Buddhism says that this isn’t at all what being a human is. It says that the feelings and narratives are an aspect of the human mind, but not core to it. My conception is they are like feedback sources/optimizers and constraint engines. The worries, narratives, voices, chattering are self important feeling and trick us into believing they are who we are. However, a key aspect of vipassana and related mindfulness is building the ability to be aware of those processes from a part of us that has no voice, has no experienced feelings, but is able to be aware of them independently and control them. This source is where our agency derives from, and it does not have to be driven by feelings or the narratives, it is in fact able to suspend them and simply exist as it is. This is what is known as nirvana, which has attained weird mystical meanings in our culture, but essentially means attaining and maintaining a mind that has fully subordinated the “self” driving narrative and emotional soup. The loudness of feelings and our chattering monkey mind self support themselves internally as being “who we are,” but, again my own conception, their importance is an illusion they create internally. All this said, they are
certainly a part of what makes us human, in so far as a foot makes us human. But you can function and live a full and complete life in the state of nirvana without losing anything.

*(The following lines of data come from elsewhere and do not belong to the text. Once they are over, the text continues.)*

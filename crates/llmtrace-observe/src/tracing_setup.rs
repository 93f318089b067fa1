//! Tracing subscriber initialization with structured logging and optional
//! OpenTelemetry trace export.
//!
//! # Usage
//!
//! ```no_run
//! use llmtrace_observe::tracing_setup::{init_tracing, TracingOptions};
//!
//! // Plain structured logging
//! init_tracing(&TracingOptions::default()).unwrap();
//! ```
//!
//! ```no_run
//! use llmtrace_observe::tracing_setup::{init_tracing, shutdown_tracing, TracingOptions};
//!
//! // JSON lines plus OpenTelemetry export to stdout
//! init_tracing(&TracingOptions { otel: true, json: true }).unwrap();
//! shutdown_tracing();
//! ```

use opentelemetry::trace::TracerProvider as _;
use opentelemetry_sdk::trace::SdkTracerProvider;
use tracing_subscriber::EnvFilter;
use tracing_subscriber::fmt::format::FmtSpan;
use tracing_subscriber::layer::SubscriberExt;
use tracing_subscriber::util::SubscriberInitExt;

use std::sync::OnceLock;

/// Instrumentation scope name of the OTel tracer.
pub const TRACER_NAME: &str = "llmtrace";

/// Stores the OTel tracer provider so it can be shut down cleanly on exit.
static TRACER_PROVIDER: OnceLock<SdkTracerProvider> = OnceLock::new();

/// What the global subscriber emits.
#[derive(Debug, Clone, Copy, Default, PartialEq, Eq)]
pub struct TracingOptions {
    /// Bridge spans to OpenTelemetry with a stdout exporter.
    pub otel: bool,
    /// JSON lines instead of human-readable output.
    pub json: bool,
}

/// Initialize the global tracing subscriber.
///
/// - Always installs a `fmt` layer with target visibility and span close
///   timing, as JSON lines when `options.json` is set.
/// - When `options.otel` is set, additionally bridges tracing spans to
///   OpenTelemetry using a stdout exporter (swap the exporter for OTLP in
///   production).
/// - Respects `RUST_LOG` via `EnvFilter::from_default_env()`.
///
/// # Errors
///
/// Returns an error if a global subscriber has already been set. Nothing is
/// registered globally in that case.
pub fn init_tracing(options: &TracingOptions) -> Result<(), Box<dyn std::error::Error + Send + Sync>> {
    let env_filter = EnvFilter::from_default_env();

    let json_layer = options.json.then(|| {
        tracing_subscriber::fmt::layer()
            .json()
            .with_target(true)
            .with_span_events(FmtSpan::CLOSE)
    });
    let text_layer = (!options.json).then(|| {
        tracing_subscriber::fmt::layer()
            .with_target(true)
            .with_span_events(FmtSpan::CLOSE)
    });

    let provider = options.otel.then(|| {
        SdkTracerProvider::builder()
            .with_simple_exporter(opentelemetry_stdout::SpanExporter::default())
            .build()
    });
    let otel_layer = provider
        .as_ref()
        .map(|p| tracing_opentelemetry::layer().with_tracer(p.tracer(TRACER_NAME)));

    tracing_subscriber::registry()
        .with(env_filter)
        .with(json_layer)
        .with(text_layer)
        .with(otel_layer)
        .try_init()?;

    // Register the provider only once the subscriber is in place.
    if let Some(provider) = provider {
        let _ = TRACER_PROVIDER.set(provider.clone());
        opentelemetry::global::set_tracer_provider(provider);
    }

    tracing::debug!(otel = options.otel, json = options.json, "tracing initialized");
    Ok(())
}

/// Flush pending traces and shut down the OpenTelemetry tracer provider.
///
/// Call this before process exit to ensure all buffered spans are exported.
/// Safe to call even when OTel was not enabled (no-op in that case).
pub fn shutdown_tracing() {
    if let Some(provider) = TRACER_PROVIDER.get() {
        if let Err(e) = provider.shutdown() {
            eprintln!("Warning: OTel tracer provider shutdown error: {e}");
        }
    }
}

In fact in my 30 year practice at one point I was scared to bring the practice into my daily lived life fearing being uncompelled by these processes and having a clear mind would make a robot or something - but the opposite was true. At some core level I knew my experiences and connections deeper than a feeling, and the people around me felt I was finally with them for the first time.
My point here is that the western conception of what it means to be a human is not particularly simple and it’s not the case, assuming thousands of years of Buddhist practice isn’t a crock, that our feelings and thoughts are the core of what it is to be human. Further - if they are illusions and feedback systems, they can be simulated as constraining feedback systems in an artificial mind just as easily.
I think the nature of what is human is much deeper in our minds, but because it’s not easy to examine like feelings and thoughts, I think we really do not understand it very well. This leads me to my long labored point - I agree with the original poster that we don’t understand consciousness. I believe we over estimate our understanding of what it means to be human. I do not however think our machines will achieve it either. But I don’t know why we need to make an artificial human. AI means intelligence, not human. A natural human takes 9 months and we have too many of them, let’s try for something different.